Due to the adverse consequences for global economic growth, commodity prices plunged along with equity prices over the final two trading days of last week. For some industrial commodities the current price levels are not surprising to us in that we expected to see new cycle lows, but what we expected to unfold over the next few months occurred over the space of just two days.

For example, we expected that the rebound in the oil price from its early-March low would be followed by a decline to new cycle (multi-year) lows within the next few months, but the following weekly chart shows that last week the oil price plunged from a 1-month high to its lowest level in almost four years.
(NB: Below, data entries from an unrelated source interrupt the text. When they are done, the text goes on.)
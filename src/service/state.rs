//! Persisted contract state

use crate::core::{Address, ContractError};
use crate::escrow::{EscrowLedger, PayoutJournal};
use crate::registry::{EntityRegistry, MutationPolicy, Rectangle};
use serde::{Deserialize, Serialize};

/// Parameters used when no state has been committed yet
#[derive(Clone, Debug)]
pub struct LedgerSetup {
    pub owner: Address,
    pub recipient: Address,
    pub policy: MutationPolicy,
}

impl LedgerSetup {
    pub fn new(owner: impl Into<Address>, recipient: impl Into<Address>) -> Self {
        Self {
            owner: owner.into(),
            recipient: recipient.into(),
            policy: MutationPolicy::default(),
        }
    }

    pub fn with_policy(mut self, policy: MutationPolicy) -> Self {
        self.policy = policy;
        self
    }
}

/// Everything the service commits after a mutation
#[derive(Clone, Debug, Serialize, Deserialize)]
pub struct ContractState {
    pub registry: EntityRegistry<Rectangle>,
    pub ledger: EscrowLedger,
    #[serde(default)]
    pub payouts: PayoutJournal,
}

impl ContractState {
    /// Fresh state with an open registry
    pub fn new(owner: Address, recipient: Address) -> Result<Self, ContractError> {
        Self::from_setup(&LedgerSetup::new(owner, recipient))
    }

    /// Check registry and ledger invariants
    pub fn validate(&self) -> Result<(), String> {
        self.registry.validate()?;
        self.ledger.validate()
    }

    pub fn from_setup(setup: &LedgerSetup) -> Result<Self, ContractError> {
        Ok(Self {
            registry: EntityRegistry::with_policy(setup.policy),
            ledger: EscrowLedger::new(setup.owner.clone(), setup.recipient.clone())?,
            payouts: PayoutJournal::new(),
        })
    }
}
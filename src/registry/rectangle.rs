//! Rectangle shape
//!
//! A shape has a position on the plane and can be translated; a rectangle
//! adds two strictly positive dimensions (`longueur`, `largeur`) and derives
//! its surface and perimeter from them.

use crate::core::ContractError;
use crate::registry::entity::ManagedEntity;
use serde::{Deserialize, Serialize};

/// Common behaviour of positioned shapes
pub trait Shape {
    fn surface(&self) -> u128;
    fn perimeter(&self) -> u128;
    fn position(&self) -> (i64, i64);

    /// Move the shape by the given offsets
    fn translate(&mut self, dx: i64, dy: i64) -> Result<(), ContractError>;
}

/// Creation arguments for a rectangle
#[derive(Clone, Debug, Serialize, Deserialize, PartialEq)]
pub struct RectangleInit {
    pub longueur: u64,
    pub largeur: u64,
    #[serde(default)]
    pub x: i64,
    #[serde(default)]
    pub y: i64,
}

impl RectangleInit {
    /// Rectangle at the origin
    pub fn new(longueur: u64, largeur: u64) -> Self {
        Self {
            longueur,
            largeur,
            x: 0,
            y: 0,
        }
    }
}

/// Mutations a rectangle accepts
#[derive(Clone, Debug, Serialize, Deserialize, PartialEq)]
#[serde(tag = "op", rename_all = "snake_case")]
pub enum RectangleChange {
    Resize { longueur: u64, largeur: u64 },
    Move { dx: i64, dy: i64 },
}

/// Everything queryable about a rectangle, in one value
#[derive(Clone, Debug, Serialize, Deserialize, PartialEq)]
pub struct RectangleSnapshot {
    pub longueur: u64,
    pub largeur: u64,
    #[serde(with = "crate::core::decimal")]
    pub surface: u128,
    #[serde(with = "crate::core::decimal")]
    pub perimeter: u128,
    pub x: i64,
    pub y: i64,
}

#[derive(Clone, Debug, Serialize, Deserialize, PartialEq)]
pub struct Rectangle {
    longueur: u64,
    largeur: u64,
    x: i64,
    y: i64,
}

impl Rectangle {
    pub fn longueur(&self) -> u64 {
        self.longueur
    }

    pub fn largeur(&self) -> u64 {
        self.largeur
    }

    fn check_dimensions(longueur: u64, largeur: u64) -> Result<(), ContractError> {
        if longueur == 0 || largeur == 0 {
            return Err(ContractError::InvalidArgument(format!(
                "rectangle dimensions must be strictly positive, got {}x{}",
                longueur, largeur
            )));
        }
        Ok(())
    }
}

impl Shape for Rectangle {
    fn surface(&self) -> u128 {
        self.longueur as u128 * self.largeur as u128
    }

    fn perimeter(&self) -> u128 {
        2 * (self.longueur as u128 + self.largeur as u128)
    }

    fn position(&self) -> (i64, i64) {
        (self.x, self.y)
    }

    fn translate(&mut self, dx: i64, dy: i64) -> Result<(), ContractError> {
        let x = self.x.checked_add(dx);
        let y = self.y.checked_add(dy);

        match (x, y) {
            (Some(x), Some(y)) => {
                self.x = x;
                self.y = y;
                Ok(())
            }
            _ => Err(ContractError::InvalidArgument(format!(
                "moving by ({}, {}) overflows the plane",
                dx, dy
            ))),
        }
    }
}

impl ManagedEntity for Rectangle {
    type Init = RectangleInit;
    type Change = RectangleChange;
    type Snapshot = RectangleSnapshot;

    fn create(init: RectangleInit) -> Result<Self, ContractError> {
        Self::check_dimensions(init.longueur, init.largeur)?;

        Ok(Self {
            longueur: init.longueur,
            largeur: init.largeur,
            x: init.x,
            y: init.y,
        })
    }

    fn apply(&mut self, change: RectangleChange) -> Result<(), ContractError> {
        match change {
            RectangleChange::Resize { longueur, largeur } => {
                Self::check_dimensions(longueur, largeur)?;
                self.longueur = longueur;
                self.largeur = largeur;
                Ok(())
            }
            RectangleChange::Move { dx, dy } => self.translate(dx, dy),
        }
    }

    fn validate(&self) -> Result<(), ContractError> {
        Self::check_dimensions(self.longueur, self.largeur)
    }

    fn snapshot(&self) -> RectangleSnapshot {
        let (x, y) = self.position();
        RectangleSnapshot {
            longueur: self.longueur,
            largeur: self.largeur,
            surface: self.surface(),
            perimeter: self.perimeter(),
            x,
            y,
        }
    }

    fn measure(&self) -> u128 {
        self.surface()
    }
}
In oil’s case, the negative reaction to the growth shock that potentially will stem from the tariffs was exacerbated by an OPEC announcement that the first three months of its planned production increases will be lumped together, meaning that OPEC oil production will increase by 411K barrels/day rather than the expected 135K barrels/day next month.

The oil price probably hasn’t bottomed, but by plunging to a new cycle low last week it has done as much as we thought it would do prior to the start of a cyclical upward trend.

For another example, a week ago we wrote that we perceived a lot of downside risk in the copper price, but we didn’t expect the downside risk to materialise immediately. Instead, the copper price fell 14% last week and removed any doubt that a multi-month price top was set via the spike up to US$5.40 during the preceding week.

The commodity and equity markets reversed course following their lockdown-related crashes in March-April of 2020 due to 1) the extent to which they were stretched to the downside and 2) the upward price pressure exerted by unprecedented monetary intervention. Based on Powell’s words late last week, the Fed is not close to doing anything supportive on the monetary front. Therefore, currently there is no reason to expect anything more bullish than a countertrend rebound.